I don't need a sign to tell me there are lights out there anymore than I need someone to tell me there is a God.
Glimpsing mysterious lights, the mossy fins of sea monsters, the grace of God in daily life is what differentiates Life from all the tourist attractions we've constructed. Half the fun comes in learning just where to pull over and park. And then, the trick is to be very still and to watch for what happens next. Even if you don't see what you're looking for, you'll inevitably see something you didn't expect to see. Something that isn't on any sign.

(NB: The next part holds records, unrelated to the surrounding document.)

use crate::presence;
use crate::rotation;
use cardroom_protocol::{ErrorCode, Hand, HandStatus, Room, RoomState};
use uuid::Uuid;

/// Deal lease TTL. Short on purpose: it only needs to cover the window
/// between acquiring the lock and the dealing transaction, which extends it.
pub const LEASE_TTL_MS: i64 = 5_000;
pub const SWEEP_INTERVAL_MS: u64 = 3_000;

#[derive(Debug, Clone, PartialEq, Eq)]
pub enum Acquire {
    /// Fresh lease; the caller owns the deal flow for this hand id.
    Locked { hand_id: String },
    /// The caller already holds an unexpired lease (a retried press).
    Idempotent { hand_id: String },
}

impl Acquire {
    pub fn hand_id(&self) -> &str {
        match self {
            Acquire::Locked { hand_id } | Acquire::Idempotent { hand_id } => hand_id,
        }
    }
}

fn new_hand_id(pid: Uuid, now_ms: i64) -> String {
    let pid_str = pid.simple().to_string();
    let nonce = Uuid::new_v4().simple().to_string();
    format!("{}_{}_{}", now_ms, &pid_str[..8], &nonce[..6])
}

/// Try to take the deal lease for the next hand. Exactly one dealer press
/// wins; a retry by the holder is answered idempotently with the same hand
/// id, and an expired lease is swept inline so the press falls through to a
/// fresh acquisition.
pub fn acquire(room: &mut Room, pid: Uuid, now_ms: i64) -> Result<Acquire, ErrorCode> {
    if let Some(hand) = &room.hand {
        if hand.status == HandStatus::Locked || hand.status == HandStatus::Dealing {
            if !hand.lock_expired(now_ms) {
                if hand.locked_by == pid {
                    return Ok(Acquire::Idempotent { hand_id: hand.id.clone() });
                }
                return Err(ErrorCode::LockHeld);
            }
            // Expired lease: clear it and fall through to re-acquire.
            room.hand = None;
            room.state = RoomState::Idle;
        } else {
            return Err(ErrorCode::NotIdle);
        }
    }
    if room.state != RoomState::Idle {
        return Err(ErrorCode::NotIdle);
    }
    let lock = room.next_variant.as_ref().ok_or(ErrorCode::NoVariantLocked)?;
    if lock.dealer_pid != pid {
        return Err(ErrorCode::NotDealer);
    }
    let dealer_seat = rotation::derive_dealer_seat(room).ok_or(ErrorCode::PlayersLt2)?;
    if presence::count_active_seated(room, now_ms) < 2 {
        return Err(ErrorCode::PlayersLt2);
    }
    let variant = lock.value;
    let hand_id = new_hand_id(pid, now_ms);
    room.hand = Some(Hand {
        id: hand_id.clone(),
        status: HandStatus::Locked,
        variant,
        dealer_seat,
        dealer_pid: pid,
        locked_by: pid,
        locked_at: now_ms,
        lock_ttl_ms: LEASE_TTL_MS,
        hole_count: variant.hole_cards(),
        participants: vec![],
        board: vec![],
        turn: None,
        betting: None,
        result: None,
    });
    room.state = RoomState::DealLocked;
    Ok(Acquire::Locked { hand_id })
}

/// Clear an expired pre-deal lease; the sweeper runs this every few seconds
/// so an abandoned press cannot wedge the room. Returns true when a lease
/// was cleared.
pub fn sweep(room: &mut Room, now_ms: i64) -> Result<bool, ErrorCode> {
    let expired = matches!(
        &room.hand,
        Some(hand)
            if (hand.status == HandStatus::Locked || hand.status == HandStatus::Dealing)
                && hand.lock_expired(now_ms)
    );
    if !expired {
        return Ok(false);
    }
    room.hand = None;
    room.state = RoomState::Idle;
    Ok(true)
}
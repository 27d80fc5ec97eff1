use serde::{Deserialize, Serialize};
use std::fmt;

/// ---- Cards ----
///
/// On the wire a card is a bare index in `1..=52`, laid out in four 13-card
/// rank-ordered suit blocks: 1-13 Diamonds 2..A, 14-26 Clubs, 27-39 Hearts,
/// 40-52 Spades. The index layout is part of the deck-seeding contract and
/// must never change.
pub const DECK_SIZE: usize = 52;

#[derive(Debug, Clone, Copy, Serialize, Deserialize, PartialEq, Eq, Hash)]
pub enum Suit {
    Diamonds,
    Clubs,
    Hearts,
    Spades,
}

#[derive(
    Debug, Clone, Copy, Serialize, Deserialize, PartialEq, Eq, PartialOrd, Ord, Hash,
)]
pub enum Rank {
    Two = 2,
    Three,
    Four,
    Five,
    Six,
    Seven,
    Eight,
    Nine,
    Ten,
    Jack,
    Queen,
    King,
    Ace,
}

impl Rank {
    pub fn value(self) -> u8 {
        self as u8
    }

    pub fn from_value(v: u8) -> Option<Rank> {
        use Rank::*;
        Some(match v {
            2 => Two,
            3 => Three,
            4 => Four,
            5 => Five,
            6 => Six,
            7 => Seven,
            8 => Eight,
            9 => Nine,
            10 => Ten,
            11 => Jack,
            12 => Queen,
            13 => King,
            14 => Ace,
            _ => return None,
        })
    }

    pub fn short(self) -> &'static str {
        match self {
            Rank::Ace => "A",
            Rank::King => "K",
            Rank::Queen => "Q",
            Rank::Jack => "J",
            Rank::Ten => "10",
            Rank::Nine => "9",
            Rank::Eight => "8",
            Rank::Seven => "7",
            Rank::Six => "6",
            Rank::Five => "5",
            Rank::Four => "4",
            Rank::Three => "3",
            Rank::Two => "2",
        }
    }
}

#[derive(Debug, Clone, Copy, Serialize, Deserialize, PartialEq, Eq, Hash)]
pub struct Card {
    pub rank: Rank,
    pub suit: Suit,
}

/// Fixed bijection from card index `1..=52` to (rank, suit).
pub fn card_from_index(index: u8) -> Card {
    debug_assert!((1..=52).contains(&index));
    let idx = (index - 1) as usize;
    let suit = match idx / 13 {
        0 => Suit::Diamonds,
        1 => Suit::Clubs,
        2 => Suit::Hearts,
        _ => Suit::Spades,
    };
    let rank = Rank::from_value(2 + (idx % 13) as u8).unwrap_or(Rank::Two);
    Card { rank, suit }
}

/// Inverse of [`card_from_index`].
pub fn index_from_card(card: Card) -> u8 {
    let block = match card.suit {
        Suit::Diamonds => 0u8,
        Suit::Clubs => 1,
        Suit::Hearts => 2,
        Suit::Spades => 3,
    };
    block * 13 + (card.rank.value() - 2) + 1
}

impl fmt::Display for Card {
    fn fmt(&self, f: &mut fmt::Formatter<'_>) -> fmt::Result {
        let s = match self.suit {
            Suit::Clubs => "♣",
            Suit::Diamonds => "♦",
            Suit::Hearts => "♥",
            Suit::Spades => "♠",
        };
        write!(f, "{}{}", self.rank.short(), s)
    }
}

#[cfg(test)]
mod tests {
    use super::*;

    #[test]
    fn index_card_roundtrip_covers_all_52() {
        for i in 1..=52u8 {
            assert_eq!(index_from_card(card_from_index(i)), i);
        }
    }

    #[test]
    fn suit_blocks_match_wire_layout() {
        assert_eq!(
            card_from_index(1),
            Card { rank: Rank::Two, suit: Suit::Diamonds }
        );
        assert_eq!(
            card_from_index(13),
            Card { rank: Rank::Ace, suit: Suit::Diamonds }
        );
        assert_eq!(
            card_from_index(14),
            Card { rank: Rank::Two, suit: Suit::Clubs }
        );
        assert_eq!(
            card_from_index(27),
            Card { rank: Rank::Two, suit: Suit::Hearts }
        );
        assert_eq!(
            card_from_index(52),
            Card { rank: Rank::Ace, suit: Suit::Spades }
        );
    }

    #[test]
    fn card_display_matches_table_style() {
        assert_eq!(card_from_index(13).to_string(), "A♦");
        assert_eq!(card_from_index(48).to_string(), "10♠");
    }
}
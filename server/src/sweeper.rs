use crate::lease;
use crate::presence::{self, EvictOutcome};
use crate::rotation;
use crate::store::Store;
use cardroom_protocol::ErrorCode;
use std::sync::Arc;
use tokio::sync::watch;
use tokio::task::JoinHandle;
use tracing::{info, warn};
use uuid::Uuid;

/// Called after a sweep changed the room so connected clients get a fresh
/// snapshot.
pub type Notify = Arc<dyn Fn(&str) + Send + Sync>;

fn now_ms() -> i64 {
    chrono::Utc::now().timestamp_millis()
}

/// Per-room janitor: clears expired deal leases (and opportunistically locks
/// the next variant) every few seconds, and evicts stale players on a slower
/// cadence. Stops on shutdown or when the room disappears.
pub fn spawn_room_sweeper(
    store: Arc<Store>,
    code: String,
    notify: Notify,
    mut shutdown: watch::Receiver<bool>,
) -> JoinHandle<()> {
    tokio::spawn(async move {
        let sweeper_id = Uuid::new_v4();
        let mut lease_tick =
            tokio::time::interval(std::time::Duration::from_millis(lease::SWEEP_INTERVAL_MS));
        let mut evict_tick =
            tokio::time::interval(std::time::Duration::from_millis(presence::SWEEP_INTERVAL_MS));
        loop {
            tokio::select! {
                _ = lease_tick.tick() => {
                    let now = now_ms();
                    let res = store.transact(&code, |room| {
                        let swept = lease::sweep(room, now)?;
                        let locked = rotation::lock_next_variant(room, now)?;
                        Ok((swept, locked))
                    });
                    match res {
                        Ok((swept, locked)) => {
                            if swept {
                                info!(room = %code, "[SWEEP] cleared expired deal lease");
                            }
                            if let Some(v) = locked {
                                info!(room = %code, variant = %v, "[SWEEP] locked next variant");
                            }
                            if swept || locked.is_some() {
                                notify(&code);
                            }
                        }
                        Err(ErrorCode::RoomMissing) => break,
                        Err(e) => warn!(room = %code, error = %e, "[SWEEP] lease sweep failed"),
                    }
                }
                _ = evict_tick.tick() => {
                    let now = now_ms();
                    let res = store.transact(&code, |room| {
                        presence::evict_stale(room, sweeper_id, now)
                    });
                    match res {
                        Ok(EvictOutcome::Freed(freed)) if !freed.is_empty() => {
                            for (pid, seat) in &freed {
                                info!(room = %code, %pid, seat, "[EVICT] freed stale seat");
                            }
                            notify(&code);
                        }
                        Ok(_) => {}
                        Err(ErrorCode::RoomMissing) => break,
                        Err(e) => warn!(room = %code, error = %e, "[EVICT] sweep failed"),
                    }
                }
                _ = shutdown.changed() => {
                    if *shutdown.borrow() {
                        break;
                    }
                }
            }
        }
    })
}
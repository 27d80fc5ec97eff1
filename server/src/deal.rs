use crate::betting;
use crate::lease::LEASE_TTL_MS;
use crate::presence;
use crate::store::Store;
use cardroom_protocol::{
    deal_order, deck_seed, hole_cards, shuffled_deck, ErrorCode, HandStatus, PrivateHandRecord,
    Room, RoomState,
};
use uuid::Uuid;

/// Lease extension while hole cards are being written out. Generous compared
/// with the pre-deal TTL so a slow private-hand fan-out is not swept mid-way.
pub const DEALING_TTL_MS: i64 = 15_000;

/// Transaction one of the deal flow: freeze the participant list and move
/// the hand to `Dealing`. Re-running as the lease holder is a no-op.
pub fn begin_dealing(room: &mut Room, pid: Uuid, now_ms: i64) -> Result<(), ErrorCode> {
    let seats = room.seats.clone();
    // Present, seated and funded; a player stale past the presence window
    // is left out of the hand even before the sweeper frees the seat.
    let actives: Vec<Uuid> = room
        .seats
        .iter()
        .flatten()
        .filter(|pid| presence::is_active(room, pid, now_ms))
        .filter(|pid| room.players.get(pid).map(|p| p.stack > 0).unwrap_or(false))
        .copied()
        .collect();
    let hand = room.hand.as_mut().ok_or(ErrorCode::PreconditionFailed)?;
    if hand.locked_by != pid {
        return Err(ErrorCode::PreconditionFailed);
    }
    match hand.status {
        HandStatus::Locked => {}
        HandStatus::Dealing => return Ok(()),
        _ => return Err(ErrorCode::PreconditionFailed),
    }
    let order = deal_order(hand.dealer_seat, &seats, &actives);
    if order.len() < 2 {
        return Err(ErrorCode::PlayersLt2);
    }
    hand.participants = order;
    hand.status = HandStatus::Dealing;
    hand.locked_at = now_ms;
    hand.lock_ttl_ms = DEALING_TTL_MS.max(LEASE_TTL_MS);
    Ok(())
}

/// Recompute every participant's hole cards from the seeded deck. Pure: any
/// party holding the room code and hand id derives the same answer.
pub fn dealt_cards(
    room_code: &str,
    hand: &cardroom_protocol::Hand,
    now_ms: i64,
) -> Vec<(Uuid, PrivateHandRecord)> {
    let deck = shuffled_deck(&deck_seed(room_code, &hand.id));
    hole_cards(&deck, &hand.participants, hand.hole_count)
        .into_iter()
        .map(|(pid, cards)| {
            (
                pid,
                PrivateHandRecord {
                    hand_id: hand.id.clone(),
                    variant: hand.variant,
                    cards,
                    created_at: now_ms,
                },
            )
        })
        .collect()
}

/// Final transaction of the deal flow: open preflop betting. Idempotent when
/// re-run by the lease holder after the hand already opened.
pub fn open_hand(room: &mut Room, pid: Uuid, now_ms: i64) -> Result<(), ErrorCode> {
    {
        let hand = room.hand.as_ref().ok_or(ErrorCode::PreconditionFailed)?;
        if hand.locked_by != pid {
            return Err(ErrorCode::PreconditionFailed);
        }
        match hand.status {
            HandStatus::Dealing => {}
            HandStatus::Preflop => return Ok(()),
            _ => return Err(ErrorCode::PreconditionFailed),
        }
    }
    betting::init_preflop(room, now_ms)?;
    if let Some(hand) = room.hand.as_mut() {
        hand.status = HandStatus::Preflop;
        hand.board.clear();
    }
    room.state = RoomState::Hand;
    Ok(())
}

/// The whole deal flow against the store: three conditional transactions
/// with the private-hand fan-out in between. Returns the records so the
/// caller can push each player their cards.
pub fn run_deal_flow(
    store: &Store,
    code: &str,
    pid: Uuid,
    now_ms: i64,
) -> Result<Vec<(Uuid, PrivateHandRecord)>, ErrorCode> {
    let records = store.transact(code, |room| {
        begin_dealing(room, pid, now_ms)?;
        let hand = room.hand.as_ref().ok_or(ErrorCode::PreconditionFailed)?;
        Ok(dealt_cards(&room.code, hand, now_ms))
    })?;
    for (owner, record) in &records {
        // Write-once: a retried flow never overwrites cards already out.
        store.write_private_hand_if_absent(code, *owner, record.clone());
    }
    store.transact(code, |room| open_hand(room, pid, now_ms))?;
    Ok(records)
}
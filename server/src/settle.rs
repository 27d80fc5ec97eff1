use crate::rotation::next_occupied_left_of;
use cardroom_protocol::{
    build_side_pots, deck_seed, eval_holdem7, eval_omaha, hole_cards, shuffled_deck, ErrorCode,
    HandResult, HandStatus, HandValue, LastResult, Pot, PotWinner, ResolvedPot, Room, RoomState,
    SettleReason, Variant,
};
use std::collections::HashMap;
use uuid::Uuid;

#[derive(Debug, Clone, PartialEq, Eq)]
pub enum SettleOutcome {
    Settled(LastResult),
    /// No hand is running; settlement clears the hand in its commit, so a
    /// retry is answered without touching anything.
    Idempotent,
}

/// Split each pot among its best-ranked eligible players. Floor division
/// sets the base share; leftover chips go one at a time to winners in seat
/// order clockwise from the dealer.
pub fn resolve_pots(
    pots: &[Pot],
    ranks: &HashMap<Uuid, HandValue>,
    seats: &[Option<Uuid>],
    dealer_seat: usize,
) -> (Vec<ResolvedPot>, HashMap<Uuid, u64>) {
    let mut resolved = Vec::with_capacity(pots.len());
    let mut payout: HashMap<Uuid, u64> = HashMap::new();
    for pot in pots {
        let mut best: Option<&HandValue> = None;
        let mut winners: Vec<Uuid> = Vec::new();
        for pid in &pot.eligible {
            let hv = match ranks.get(pid) {
                Some(hv) => hv,
                None => continue,
            };
            match best {
                Some(b) if hv < b => {}
                Some(b) if hv == b => winners.push(*pid),
                _ => {
                    best = Some(hv);
                    winners = vec![*pid];
                }
            }
        }
        if winners.is_empty() {
            continue;
        }
        let base = pot.amount / winners.len() as u64;
        let remainder = pot.amount % winners.len() as u64;
        let mut shares: HashMap<Uuid, u64> = winners.iter().map(|w| (*w, base)).collect();
        if remainder > 0 {
            let mut clockwise = Vec::new();
            for i in 1..=seats.len() {
                let s = (dealer_seat + i) % seats.len();
                if let Some(pid) = seats[s] {
                    if winners.contains(&pid) {
                        clockwise.push(pid);
                    }
                }
            }
            if clockwise.is_empty() {
                clockwise = winners.clone();
            }
            for i in 0..remainder {
                let pid = clockwise[i as usize % clockwise.len()];
                *shares.entry(pid).or_insert(0) += 1;
            }
        }
        for (pid, share) in &shares {
            *payout.entry(*pid).or_insert(0) += share;
        }
        resolved.push(ResolvedPot {
            amount: pot.amount,
            winners: winners
                .iter()
                .map(|pid| PotWinner { pid: *pid, share: shares[pid] })
                .collect(),
            eligible: pot.eligible.len(),
            tie: winners.len() > 1,
        });
    }
    (resolved, payout)
}

fn rank_all(
    room_code: &str,
    hand: &cardroom_protocol::Hand,
) -> HashMap<Uuid, HandValue> {
    let deck = shuffled_deck(&deck_seed(room_code, &hand.id));
    let dealt = hole_cards(&deck, &hand.participants, hand.hole_count);
    dealt
        .into_iter()
        .map(|(pid, cards)| {
            let hv = match hand.variant {
                Variant::Holdem => eval_holdem7(&cards, &hand.board),
                Variant::Omaha => eval_omaha(&cards, &hand.board),
            };
            (pid, hv)
        })
        .collect()
}

/// Pay the hand out and return the room to idle: stacks credited, dealer
/// button rotated one occupied seat clockwise, variant lock cleared, the
/// result published as `last_result`. Dealer-only, one transaction,
/// idempotent under retries.
pub fn settle(room: &mut Room, pid: Uuid, now_ms: i64) -> Result<SettleOutcome, ErrorCode> {
    if room.state != RoomState::Hand || room.hand.is_none() {
        return Ok(SettleOutcome::Idempotent);
    }
    let caller_seat = room.seat_of(&pid);
    let (payout, pots_resolved, rank_labels, reason, hand_meta) = {
        let hand = room.hand.as_ref().ok_or(ErrorCode::NotInHand)?;
        if caller_seat != Some(hand.dealer_seat) {
            return Err(ErrorCode::NotDealer);
        }
        let bet = hand.betting.as_ref().ok_or(ErrorCode::PreconditionFailed)?;
        match &hand.result {
            Some(HandResult::Pending { reason }) => {
                let winner = bet
                    .live
                    .iter()
                    .find(|(_, &l)| l)
                    .map(|(pid, _)| *pid)
                    .ok_or(ErrorCode::PreconditionFailed)?;
                let amount = bet.pot;
                let pots = vec![ResolvedPot {
                    amount,
                    winners: vec![PotWinner { pid: winner, share: amount }],
                    eligible: 1,
                    tie: false,
                }];
                (
                    HashMap::from([(winner, amount)]),
                    pots,
                    HashMap::new(),
                    *reason,
                    (hand.id.clone(), hand.board.clone(), hand.variant, hand.dealer_seat),
                )
            }
            _ => {
                if hand.status != HandStatus::River
                    || (!bet.round_closed && !bet.all_live_all_in())
                {
                    return Err(ErrorCode::PreconditionFailed);
                }
                let ranks = rank_all(&room.code, hand);
                let labels: HashMap<Uuid, String> =
                    ranks.iter().map(|(pid, hv)| (*pid, hv.to_string())).collect();
                // Folded players fund the pots but cannot win them.
                let live_ranks: HashMap<Uuid, HandValue> = ranks
                    .into_iter()
                    .filter(|(pid, _)| bet.is_live(pid))
                    .collect();
                let pots = build_side_pots(&bet.contrib, &bet.live);
                let (resolved, payout) =
                    resolve_pots(&pots, &live_ranks, &room.seats, hand.dealer_seat);
                (
                    payout,
                    resolved,
                    labels,
                    SettleReason::Showdown,
                    (hand.id.clone(), hand.board.clone(), hand.variant, hand.dealer_seat),
                )
            }
        }
    };
    let (hand_id, board, variant, dealer_seat) = hand_meta;

    // Commit: final stacks back onto the players, room to idle.
    let stacks: Vec<(Uuid, u64)> = room
        .hand
        .as_ref()
        .and_then(|h| h.betting.as_ref())
        .map(|b| b.stacks.iter().map(|(p, s)| (*p, *s)).collect())
        .unwrap_or_default();
    for (p, stack) in stacks {
        if let Some(player) = room.players.get_mut(&p) {
            player.stack = stack + payout.get(&p).copied().unwrap_or(0);
        }
    }
    let last = LastResult {
        id: hand_id.clone(),
        board,
        variant,
        dealer_seat,
        result: HandResult::Settled {
            hand_id,
            pots: pots_resolved,
            payout,
            rank_labels,
            reason,
            paid_at: now_ms,
        },
    };
    room.last_result = Some(last.clone());
    room.state = RoomState::Idle;
    room.hand = None;
    room.next_variant = None;
    if let Some(next) = next_occupied_left_of(room, dealer_seat) {
        room.dealer_seat = Some(next);
    }
    Ok(SettleOutcome::Settled(last))
}
use cardroom_protocol::{ErrorCode, PrivateHandRecord, Room};
use parking_lot::Mutex;
use std::collections::HashMap;
use uuid::Uuid;

/// Default wallet balance seeded for a first-time player: ten minimum
/// buy-ins.
pub const DEFAULT_WALLET: u64 = 5_000;

struct Versioned {
    version: u64,
    doc: Room,
}

/// The conditional-transaction store. One versioned Room document per room
/// code is the only shared mutable resource; every gated operation runs as a
/// closure over a working copy and commits all-or-nothing. The mutex
/// serializes writers per map, which realizes the same semantics as an
/// optimistic compare-and-swap: a precondition violated inside the closure
/// aborts the whole transaction with no partial effect.
pub struct Store {
    rooms: Mutex<HashMap<String, Versioned>>,
    wallets: Mutex<HashMap<Uuid, u64>>,
    /// Write-once hole cards keyed by (room, pid, hand id).
    private_hands: Mutex<HashMap<(String, Uuid, String), PrivateHandRecord>>,
}

impl Store {
    pub fn new() -> Self {
        Store {
            rooms: Mutex::new(HashMap::new()),
            wallets: Mutex::new(HashMap::new()),
            private_hands: Mutex::new(HashMap::new()),
        }
    }

    pub fn create_room_if_absent(&self, code: &str) -> bool {
        let mut rooms = self.rooms.lock();
        if rooms.contains_key(code) {
            return false;
        }
        rooms.insert(
            code.to_string(),
            Versioned { version: 0, doc: Room::new(code) },
        );
        true
    }

    pub fn snapshot(&self, code: &str) -> Result<Room, ErrorCode> {
        self.rooms
            .lock()
            .get(code)
            .map(|v| v.doc.clone())
            .ok_or(ErrorCode::RoomMissing)
    }

    pub fn room_version(&self, code: &str) -> Option<u64> {
        self.rooms.lock().get(code).map(|v| v.version)
    }

    pub fn room_codes(&self) -> Vec<String> {
        self.rooms.lock().keys().cloned().collect()
    }

    /// Run one atomic conditional transaction against a room document.
    pub fn transact<T>(
        &self,
        code: &str,
        f: impl FnOnce(&mut Room) -> Result<T, ErrorCode>,
    ) -> Result<T, ErrorCode> {
        let mut rooms = self.rooms.lock();
        let entry = rooms.get_mut(code).ok_or(ErrorCode::RoomMissing)?;
        let mut working = entry.doc.clone();
        let out = f(&mut working)?;
        entry.doc = working;
        entry.version += 1;
        Ok(out)
    }

    /// Like [`transact`], additionally covering the caller's wallet balance
    /// so buy-in debit/credit commits in the same transaction as the seat
    /// change.
    pub fn transact_with_wallet<T>(
        &self,
        code: &str,
        pid: Uuid,
        f: impl FnOnce(&mut Room, &mut u64) -> Result<T, ErrorCode>,
    ) -> Result<T, ErrorCode> {
        let mut rooms = self.rooms.lock();
        let mut wallets = self.wallets.lock();
        let entry = rooms.get_mut(code).ok_or(ErrorCode::RoomMissing)?;
        let mut working = entry.doc.clone();
        let mut balance = *wallets.entry(pid).or_insert(DEFAULT_WALLET);
        let out = f(&mut working, &mut balance)?;
        entry.doc = working;
        entry.version += 1;
        wallets.insert(pid, balance);
        Ok(out)
    }

    pub fn ensure_wallet(&self, pid: Uuid) -> u64 {
        *self.wallets.lock().entry(pid).or_insert(DEFAULT_WALLET)
    }

    pub fn wallet(&self, pid: Uuid) -> u64 {
        self.wallets.lock().get(&pid).copied().unwrap_or(0)
    }

    /// Create-if-absent private hand write; idempotent under retry. Returns
    /// true when this call created the record.
    pub fn write_private_hand_if_absent(
        &self,
        room: &str,
        pid: Uuid,
        record: PrivateHandRecord,
    ) -> bool {
        let mut hands = self.private_hands.lock();
        let key = (room.to_string(), pid, record.hand_id.clone());
        if hands.contains_key(&key) {
            return false;
        }
        hands.insert(key, record);
        true
    }

    pub fn private_hand(
        &self,
        room: &str,
        pid: Uuid,
        hand_id: &str,
    ) -> Option<PrivateHandRecord> {
        self.private_hands
            .lock()
            .get(&(room.to_string(), pid, hand_id.to_string()))
            .cloned()
    }
}

impl Default for Store {
    fn default() -> Self {
        Store::new()
    }
}

#[cfg(test)]
mod tests {
    use super::*;
    use cardroom_protocol::RoomState;

    #[test]
    fn failed_transaction_leaves_no_partial_effect() {
        let store = Store::new();
        store.create_room_if_absent("ROOM1");
        let v0 = store.room_version("ROOM1").unwrap();
        let res: Result<(), ErrorCode> = store.transact("ROOM1", |room| {
            room.state = RoomState::DealLocked;
            Err(ErrorCode::PreconditionFailed)
        });
        assert_eq!(res, Err(ErrorCode::PreconditionFailed));
        assert_eq!(store.room_version("ROOM1").unwrap(), v0);
        assert_eq!(store.snapshot("ROOM1").unwrap().state, RoomState::Idle);
    }

    #[test]
    fn commit_bumps_version() {
        let store = Store::new();
        store.create_room_if_absent("ROOM1");
        store
            .transact("ROOM1", |room| {
                room.dealer_seat = Some(3);
                Ok(())
            })
            .unwrap();
        assert_eq!(store.room_version("ROOM1"), Some(1));
        assert_eq!(store.snapshot("ROOM1").unwrap().dealer_seat, Some(3));
    }

    #[test]
    fn private_hand_writes_are_write_once() {
        let store = Store::new();
        let pid = Uuid::new_v4();
        let rec = PrivateHandRecord {
            hand_id: "h1".into(),
            variant: Default::default(),
            cards: vec![1, 2],
            created_at: 0,
        };
        assert!(store.write_private_hand_if_absent("R", pid, rec.clone()));
        let mut other = rec.clone();
        other.cards = vec![3, 4];
        assert!(!store.write_private_hand_if_absent("R", pid, other));
        assert_eq!(store.private_hand("R", pid, "h1").unwrap().cards, vec![1, 2]);
    }

    #[test]
    fn missing_room_is_a_typed_error() {
        let store = Store::new();
        let res: Result<(), ErrorCode> = store.transact("NOPE", |_| Ok(()));
        assert_eq!(res, Err(ErrorCode::RoomMissing));
    }
}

We didn't see any lights that night. But we laughed a lot, and we got to know our nephew Steven a little better.

CATHEDRAL OF THE WEST a 12" x 18" pastel by Lindy C Severns $1900 SOLD at auction
donated to Museum of the Big Bend's Trappings of Texas Auction 2008
Another day: We pulled off the road at the Marfa Lights Viewing Station to take pictures.
It was daylight.
No lights appear in this painting, no matter how long you look at it. But I know they exist. There may also be fossilized sea monsters embedded in those cliffs, but I can't vouch for that. Maybe you should check it out for yourself? And bring marshmallows. Just in case.